Turkey was at the time under a one-party regime. The government, under the influence of the German advances in the initial years of World War II, had abandoned its policy of friendship with the USSR. The only opposition party in Turkey in these days was the underground TKP. Belli, after returning to Turkey, contacted the outlawed party via his elementary-school friend David Nea, who was the party secretary for Istanbul at the time. Belli became a member of the central committee of the TKP in 1942.

He served as assistant professor with professor Fritz Neumark at the Faculty of Economics of Istanbul University in the years 1943–1944. There he was among the founders and organizers of the İlerici Gençler Birliği (Progressive Youth Union). In 1944 he was arrested for these activities and sentenced to two years imprisonment and exile.

==Greek Civil War==
Belli left Turkey in 1946, and joined the Greek Civil War as a guerrilla fighter on the communist side. He rose to the rank of lieutenant-colonel in the Democratic Army of Greece. He was wounded twice in battle, and was treated in Bulgaria and the USSR.

In 1950 he was imprisoned in Turkey for a short while for entry without a passport and illegal possession of a handgun. Shortly after his release, he was imprisoned again in 1951 in a wave of TKP arrests. This time he was sentenced to seven years in prison and two years and four months of forced relocation.

A documentary about his time in Greece, entitled "Καπετάν Κεμάλ, ο σύντροφος" ("Captain Kemal, A Comrade"; Turkish title "Kaptan Kemal, Bir Yoldaş") was made by the prominent Greek filmmaker Fotos Lamprinos.

==Turkish revolutionary movement==
During the 1960s, Belli could write and speak without having to use an alias. Nevertheless, also in that period he served prison time for various articles and speeches. He was part of the group who published the revolutionary magazines Türk Solu and Aydınlık Sosyalist Dergi. Expelled from the TKP, he joined the newly formed Workers Party of Turkey (TİP). At this time, he developed his well-known thesis for Turkey known as Milli Demokratik Devrim (National Democratic Revolution), abbreviated MDD. In 1964 Mihri Belli joined weekly Yön magazine.

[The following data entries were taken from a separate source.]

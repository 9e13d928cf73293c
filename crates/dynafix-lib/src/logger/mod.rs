use crate::primitives::*;
use std::sync::OnceLock;
use tracing_indicatif::IndicatifLayer;
use tracing_subscriber::{EnvFilter, Layer, fmt, layer::SubscriberExt, util::SubscriberInitExt};

/// Global logger instance - ensures single initialization
static GLOBAL_LOGGER: OnceLock<Logger> = OnceLock::new();

/// Logger implementation using tracing with indicatif progress integration
#[derive(Debug)]
pub struct Logger {
    config: LoggerConfig,
}

impl Logger {
    /// Initialize the global logger
    ///
    /// `RUST_LOG` takes precedence over the configured level when it is set.
    pub fn init(config: LoggerConfig) -> Result<&'static Self, LoggerError> {
        if GLOBAL_LOGGER.get().is_some() {
            return Err(LoggerError::AlreadyInitialized);
        }

        // Progress bars and log lines share the terminal through this layer
        let indicatif_layer = IndicatifLayer::new();

        let env_filter = EnvFilter::try_from_default_env()
            .unwrap_or_else(|_| EnvFilter::new(filter_directives(config.level)));

        let fmt_layer = match (config.output, config.format) {
            (LogOutput::Stderr, LogFormat::Text) => fmt::layer()
                .with_writer(indicatif_layer.get_stderr_writer())
                .with_ansi(config.color)
                .compact()
                .boxed(),
            (LogOutput::Stderr, LogFormat::Json) => fmt::layer()
                .with_writer(indicatif_layer.get_stderr_writer())
                .with_ansi(false)
                .json()
                .boxed(),
            (LogOutput::Stderr, LogFormat::Yaml) => fmt::layer()
                .with_writer(indicatif_layer.get_stderr_writer())
                .with_ansi(config.color)
                .pretty()
                .boxed(),
            (LogOutput::Stdout, LogFormat::Text) => fmt::layer()
                .with_writer(indicatif_layer.get_stdout_writer())
                .with_ansi(config.color)
                .compact()
                .boxed(),
            (LogOutput::Stdout, LogFormat::Json) => fmt::layer()
                .with_writer(indicatif_layer.get_stdout_writer())
                .with_ansi(false)
                .json()
                .boxed(),
            (LogOutput::Stdout, LogFormat::Yaml) => fmt::layer()
                .with_writer(indicatif_layer.get_stdout_writer())
                .with_ansi(config.color)
                .pretty()
                .boxed(),
        };

        tracing_subscriber::registry()
            .with(env_filter)
            .with(fmt_layer)
            .with(indicatif_layer)
            .try_init()
            .map_err(|e| LoggerError::InitializationFailed {
                reason: e.to_string(),
            })?;

        tracing::debug!(
            level = ?config.level,
            format = ?config.format,
            output = ?config.output,
            color = config.color,
            "Logger initialized"
        );

        GLOBAL_LOGGER
            .set(Logger { config })
            .map_err(|_| LoggerError::AlreadyInitialized)?;
        GLOBAL_LOGGER.get().ok_or(LoggerError::AlreadyInitialized)
    }

    /// Get reference to the global logger instance
    pub fn global() -> Option<&'static Self> {
        GLOBAL_LOGGER.get()
    }

    /// Check if logger is initialized
    pub fn is_initialized() -> bool {
        GLOBAL_LOGGER.get().is_some()
    }

    pub fn config(&self) -> &LoggerConfig {
        &self.config
    }
}

/// Filter used when `RUST_LOG` is unset: dynafix crates at the configured
/// level, other crates at warn at most
pub fn filter_directives(level: LogLevel) -> String {
    let other = level.min(LogLevel::Warning).as_directive();
    let level = level.as_directive();
    format!("dynafix={level},dynafix_lib={level},{other}")
}

#[cfg(test)]
mod tests {
    include!("mod.test.rs");
}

With his friends, Belli contacted Deniz Gezmiş and Mahir Çayan, who were at the time leaders of the youth movement amassing popular support. The ideas of MDD quickly gained prominence among the leftist youth movement; it became the main theoretical framework for most of the leftist groups that flourished in Turkey in that period and played a key role in the '68 movement in Turkey, giving it a Marxist and revolutionary characteristic.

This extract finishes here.